Verify that the model has registered with TrustyAI by selecting one of the modelmesh serving pods. In the Environment
pane you should see the field MM_PAYLOAD_PROCESSORS
is set.
First, we are going to upload our reference data to TrustyAI - this is a labelled dataset that we will measure inference data and predictions against to determine if we have data or model drift.
First, determine the route to our TrustyAI service:
TRUSTY_ROUTE=https://$(oc -n my-datascience-project get route/trustyai-service --template={{.spec.host}})
Next, we'll upload our reference data to TrustyAI:
curl -sk -H "Authorization: Bearer ${TOKEN}" $TRUSTY_ROUTE/data/upload \
--header 'Content-Type: application/json' \
-d @data/training_data.json
You should see a message that 1000 datapoints have been uploaded to the TrustyAI service.

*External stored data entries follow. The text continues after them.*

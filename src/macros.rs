//! Utility macros for the calculator.
//!
//! - `MK_TOKEN!` - Creates a Token instance
//! - `MK_SPAN!` - Creates a Span from a start offset and a length

/// Creates a Token instance.
///
/// # Arguments
///
/// * `$kind` - The TokenKind
/// * `$value` - The token's source text
/// * `$span` - The source span
///
/// # Example
///
/// ```ignore
/// let token = MK_TOKEN!(TokenKind::Number, "42".to_string(), span);
/// ```
#[macro_export]
macro_rules! MK_TOKEN {
    ($kind:expr, $value:expr, $span:expr) => {
        Token {
            kind: $kind,
            value: $value,
            span: $span,
        }
    };
}

/// Creates a Span covering `$len` characters starting at `$start`.
///
/// ```ignore
/// let span = MK_SPAN!(4, 2); // characters 4..6
/// ```
#[macro_export]
macro_rules! MK_SPAN {
    ($start:expr, $len:expr) => {
        Span {
            start: Position($start),
            end: Position($start + $len),
        }
    };
}
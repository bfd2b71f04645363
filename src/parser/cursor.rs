use crate::{lexer::tokens::Token, Position};

/// A sequential view over a token list.
///
/// The cursor is owned by the parse in progress. Tokens are handed out at
/// most once; running past the end is not an error here, callers see `None`
/// and decide what that means.
#[derive(Debug, Clone)]
pub struct TokenCursor {
    /// The tokens to parse
    tokens: Vec<Token>,
    /// Index of the next unconsumed token
    pos: usize,
}

impl TokenCursor {
    pub fn new(tokens: Vec<Token>) -> Self {
        TokenCursor { tokens, pos: 0 }
    }

    /// Returns the next token without consuming it.
    pub fn peek(&self) -> Option<&Token> {
        self.tokens.get(self.pos)
    }

    /// Consumes and returns the next token.
    pub fn advance(&mut self) -> Option<Token> {
        let token = self.tokens.get(self.pos).cloned();
        if token.is_some() {
            self.pos += 1;
        }
        token
    }

    /// Checks if there are unconsumed tokens left.
    pub fn has_tokens(&self) -> bool {
        self.pos < self.tokens.len()
    }

    /// Source offset of the next token, if there is one.
    pub fn get_position(&self) -> Option<Position> {
        self.peek().map(|token| token.span.start)
    }
}

impl Iterator for TokenCursor {
    type Item = Token;

    fn next(&mut self) -> Option<Token> {
        self.advance()
    }
}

Let's query the reference dataset via the /info
endpoint:
curl -sk -H "Authorization: Bearer ${TOKEN}" --header 'Content-Type: application/json' $TRUSTY_ROUTE/info | jq
We can see here that the input and output parameters are not descriptively labelled, which will make metrics hard to interpret. We can relabel it using a name mapping:
curl -sk -H "Authorization: Bearer ${TOKEN}" -X POST --location $TRUSTY_ROUTE/info/names \
-H "Content-Type: application/json" \
-d "{
\"modelId\": \"gaussian-credit-model\",
\"inputMapping\":
{
\"credit_inputs-0\": \"Age\",
\"credit_inputs-1\": \"Credit Score\",
\"credit_inputs-2\": \"Years of Education\",
\"credit_inputs-3\": \"Years of Employment\"
},
\"outputMapping\": {
\"predict-0\": \"Acceptance Probability\"
}
}"
Now if we re-run the query of /info
we will see that the input and output parameters have useful names.
By default, the TrustyAI service does not generate any metrics - we have to tell it what metrics to generate. Here, we are going to tell it to generate the meanshift metric, with respect to the dataset tagged TRAINING that we uploaded to the service (you can look at the reference data in data/training_data.json
to see how this tag is set):
curl -k -H "Authorization: Bearer ${TOKEN}" -X POST --location $TRUSTY_ROUTE/metrics/drift/meanshift/request -H "Content-Type: application/json" \
-d "{
\"modelId\": \"gaussian-credit-model\",
\"referenceTag\": \"TRAINING\"
}"
We are now ready to run inference with our model and observe drift!
Let's start doing some inference!
First, get the route to the model inference endpoint:
MODEL_ROUTE=https://$(oc -n my-datascience-project get route/gaussian-credit-model --template={{.spec.host}})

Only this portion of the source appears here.